ENOSUCHBLOG

Programming, philosophy, pedaling.


LLVM internals, part 2: parsing the bitstream

Aug 10, 2021     Tags: llvm, rust     Series: llvm-internals

This post is at least a year old.

Preword

Previously: LLVM internals, part 1.

In the last post, I performed a high-level overview of LLVM’s bitcode format (and underlying bitstream container representation). The end result of that post was a release announcement for llvm-bitcursor, which provides the critical first abstraction(s) for a pure-Rust bitcode parser.

This post will be a more concrete walkthrough of the process of parsing actual LLVM bitstreams, motivated by another release announcement: llvm-bitstream.

Put together, the llvm-bitcursor and llvm-bitstream crates get us two thirds-ish of the way to a pure-Rust parser for LLVM IR. The only remaining major component is a “mapper” from the block and record representations in the bitstream to actual IR-level representations (corresponding to llvm::Module, llvm::Function, &c in the official C++ API).

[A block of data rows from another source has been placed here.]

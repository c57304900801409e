//! Location to route resolution.

use crate::error::RouterError;
use crate::location::Location;
use crate::route::{RouteContext, RouteDefinition};
use gutenberg_urls::{Params, Query, RouteTable, TableId, add_query_args};
use indexmap::IndexMap;
use parking_lot::Mutex;
use std::collections::VecDeque;
use std::sync::Arc;
use std::thread::ThreadId;

/// Route name of the match produced when no route accepts the path.
pub const NOT_FOUND_ROUTE: &str = "not-found";

/// A resolved routing decision.
///
/// Every area and width is render-ready: computed values have already been
/// evaluated against this match's query and params.
#[derive(Debug, Clone, PartialEq)]
pub struct Match<A> {
	/// Matched route name, or [`NOT_FOUND_ROUTE`].
	pub name: String,
	/// Route path with the remaining query appended.
	pub path: String,
	/// Parameters bound by the pattern; empty when nothing matched.
	pub params: Params,
	/// Query without the reserved path key.
	pub query: Query,
	/// Resolved area payloads.
	pub areas: IndexMap<String, A>,
	/// Resolved width hints.
	pub widths: IndexMap<String, u32>,
}

impl<A> Match<A> {
	/// Returns whether no route accepted the path.
	pub fn is_not_found(&self) -> bool {
		self.name == NOT_FOUND_ROUTE
	}

	/// Returns the resolved payload of area `name`.
	pub fn area(&self, name: &str) -> Option<&A> {
		self.areas.get(name)
	}

	/// Returns the resolved width hint of area `name`.
	pub fn width(&self, name: &str) -> Option<u32> {
		self.widths.get(name).copied()
	}
}

/// Resolves `location` against `table` without caching.
///
/// The route path is read from the `path_key` query entry (defaulting to
/// `/`); every other entry becomes [`Match::query`].
pub fn match_route<A: Clone>(
	location: &Location,
	table: &RouteTable<RouteDefinition<A>>,
	path_key: &str,
) -> Match<A> {
	let raw_path = location
		.query
		.get(path_key)
		.map(String::as_str)
		.unwrap_or("/");
	let query: Query = location
		.query
		.iter()
		.filter(|(key, _)| key.as_str() != path_key)
		.map(|(key, value)| (key.clone(), value.clone()))
		.collect();
	let path = add_query_args(raw_path, &query);

	let Some(resolved) = table.resolve(raw_path) else {
		tracing::debug!(path = %raw_path, "no route matched");
		return Match {
			name: NOT_FOUND_ROUTE.to_string(),
			path,
			params: Params::new(),
			query,
			areas: IndexMap::new(),
			widths: IndexMap::new(),
		};
	};

	let context = RouteContext {
		query: &query,
		params: &resolved.params,
	};
	let areas = resolved
		.route
		.areas()
		.iter()
		.map(|(name, value)| (name.clone(), value.resolve(&context)))
		.collect();
	let widths = resolved
		.route
		.widths()
		.iter()
		.map(|(name, value)| (name.clone(), value.resolve(&context)))
		.collect();

	tracing::trace!(route = resolved.name, path = %raw_path, "route matched");
	Match {
		name: resolved.name.to_string(),
		path,
		params: resolved.params,
		query,
		areas,
		widths,
	}
}

struct CacheEntry<A> {
	query: Arc<Query>,
	path_key: String,
	matched: Arc<Match<A>>,
}

impl<A> CacheEntry<A> {
	fn is_for(&self, location: &Location, path_key: &str) -> bool {
		Arc::ptr_eq(&self.query, &location.query) && self.path_key == path_key
	}
}

/// A resolution in progress: query identity, path key and resolving thread.
type InFlight = (usize, String, ThreadId);

/// A route table with memoized resolution.
///
/// Results are cached per `(query identity, path key)`. Each [`Location`]
/// snapshot carries its own `Arc<Query>`, so the cache hits exactly when
/// the same snapshot is matched again. Entries hold their query alive,
/// which keeps the identity from being reused while cached.
///
/// Computed areas and widths run with no lock held.
pub struct Matcher<A> {
	table: Arc<RouteTable<RouteDefinition<A>>>,
	cache: Mutex<VecDeque<CacheEntry<A>>>,
	in_flight: Mutex<Vec<InFlight>>,
	capacity: usize,
}

impl<A> std::fmt::Debug for Matcher<A> {
	fn fmt(&self, f: &mut std::fmt::Formatter<'_>) -> std::fmt::Result {
		f.debug_struct("Matcher")
			.field("table", &self.table.id())
			.field("routes", &self.table.len())
			.field("cached", &self.cache.lock().len())
			.finish()
	}
}

impl<A: Clone> Matcher<A> {
	/// Creates a matcher keeping up to `capacity` results.
	pub fn new(table: Arc<RouteTable<RouteDefinition<A>>>, capacity: usize) -> Self {
		Self {
			table,
			cache: Mutex::new(VecDeque::new()),
			in_flight: Mutex::new(Vec::new()),
			capacity: capacity.max(1),
		}
	}

	/// Resolves `location`, reusing the previous result for the same
	/// snapshot.
	///
	/// # Panics
	///
	/// Panics when a computed area or width resolves the same snapshot
	/// again while it is being matched. Use [`try_resolve`](Self::try_resolve)
	/// to get the error instead.
	pub fn resolve(&self, location: &Location, path_key: &str) -> Arc<Match<A>> {
		self.try_resolve(location, path_key)
			.unwrap_or_else(|error| panic!("{}", error))
	}

	/// Resolves `location`, reusing the previous result for the same
	/// snapshot.
	///
	/// # Errors
	///
	/// Returns [`RouterError::ReentrantMatch`] when called from a computed
	/// area or width of the resolution it would wait on.
	pub fn try_resolve(
		&self,
		location: &Location,
		path_key: &str,
	) -> Result<Arc<Match<A>>, RouterError> {
		if let Some(matched) = self.cached(location, path_key) {
			return Ok(matched);
		}

		let marker: InFlight = (
			Arc::as_ptr(&location.query) as usize,
			path_key.to_string(),
			std::thread::current().id(),
		);
		{
			let mut in_flight = self.in_flight.lock();
			if in_flight.contains(&marker) {
				tracing::warn!(search = %location.search, "route resolution re-entered");
				return Err(RouterError::ReentrantMatch(location.search.clone()));
			}
			in_flight.push(marker.clone());
		}
		let _done = scopeguard::guard(marker, |marker| {
			self.in_flight.lock().retain(|entry| *entry != marker);
		});

		let matched = Arc::new(match_route(location, &self.table, path_key));

		let mut cache = self.cache.lock();
		// Another thread may have finished the same snapshot meanwhile.
		if let Some(entry) = cache.iter().find(|entry| entry.is_for(location, path_key)) {
			return Ok(Arc::clone(&entry.matched));
		}
		if cache.len() >= self.capacity {
			cache.pop_front();
		}
		cache.push_back(CacheEntry {
			query: Arc::clone(&location.query),
			path_key: path_key.to_string(),
			matched: Arc::clone(&matched),
		});
		Ok(matched)
	}

	fn cached(&self, location: &Location, path_key: &str) -> Option<Arc<Match<A>>> {
		self.cache
			.lock()
			.iter()
			.find(|entry| entry.is_for(location, path_key))
			.map(|entry| Arc::clone(&entry.matched))
	}

	/// Returns the route table this matcher resolves against.
	pub fn table(&self) -> &Arc<RouteTable<RouteDefinition<A>>> {
		&self.table
	}

	/// Returns the identity of the table this matcher resolves against.
	pub fn table_id(&self) -> TableId {
		self.table.id()
	}

	/// Drops every cached result.
	pub fn clear(&self) {
		self.cache.lock().clear();
	}
}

Recap: the bitstream format

To quickly recap: LLVM’s bitstream format has two kinds of entities: blocks and records. Blocks provide a basic amount of state required to parse their constituent records (and sub-blocks); records are self-contained sequences of fields. At the bitstream level, the fields of a record are just unsigned integers1.

Every of block is identified by a “block ID” that’s globally unique (i.e., globally defined for the kind of bitstream being parsed), while every record is identified by a “record code” that’s only unique to the kind of block that the record is found in2.

Neither blocks nor records are byte-aligned (hence the “bit” in bitstream), and neither is guaranteed to have a consistent size within a given bitstream: the emitter is allowed to vary its use of variable-bit integers for compression purposes, and consumers are expected to handle this.

Every entity in a bitstream (records and blocks!) has an abbreviation ID, which tells the parser exactly how it should go about parsing the entity that immediately follows the ID. The abbreviation ID falls into one of two groups (reserved or defined), which can be modeled with the following pretty Rust enums:

1
2
3
4
5
6
7
8
9
10
11
12
13
14
15
16
17
18
19
20
/// Abbreviation IDs that are reserved by LLVM.
#[repr(u64)]
pub enum ReservedAbbrevId {
    /// Identifies an `END_BLOCK` record.
    EndBlock = 0,
    /// Identifies an `ENTER_SUBBLOCK` record.
    EnterSubBlock,
    /// Identifies a `DEFINE_ABBREV` record.
    DefineAbbrev,
    /// Identifies an `UNABBREV_RECORD` record.
    UnabbrevRecord,
}

/// An abbreviation ID, whether reserved or defined by the stream itself.
pub enum AbbrevId {
    /// A reserved abbreviation ID.
    Reserved(ReservedAbbrevId),
    /// An abbreviation ID that's been defined within the stream.
    Defined(u64),
}

Reserved abbreviation IDs can be thought of as “bootstrapping” markers — they provide the minimal amount of structure required for scoping (ENTER_SUBBLOCK and END_BLOCK) and record definition (DEFINE_ABBREV and UNABBREV_RECORD). DEFINE_ABBREV in particular is where the “bootstrapping” analogy shines through: it signals an “abbreviation definition” record that results in a defined abbreviation ID for a particular scope. More on record formatting and scoping rules in a moment.

Parsing a bitstream

To successfully and correctly parse an LLVM bitstream, we need to handle three discrete aspects of the container format:

  1. The format(s) that individual records can appear in;
  2. The scoping rules for determining how to parse individual records;
  3. The parser state machine and advancement mechanism.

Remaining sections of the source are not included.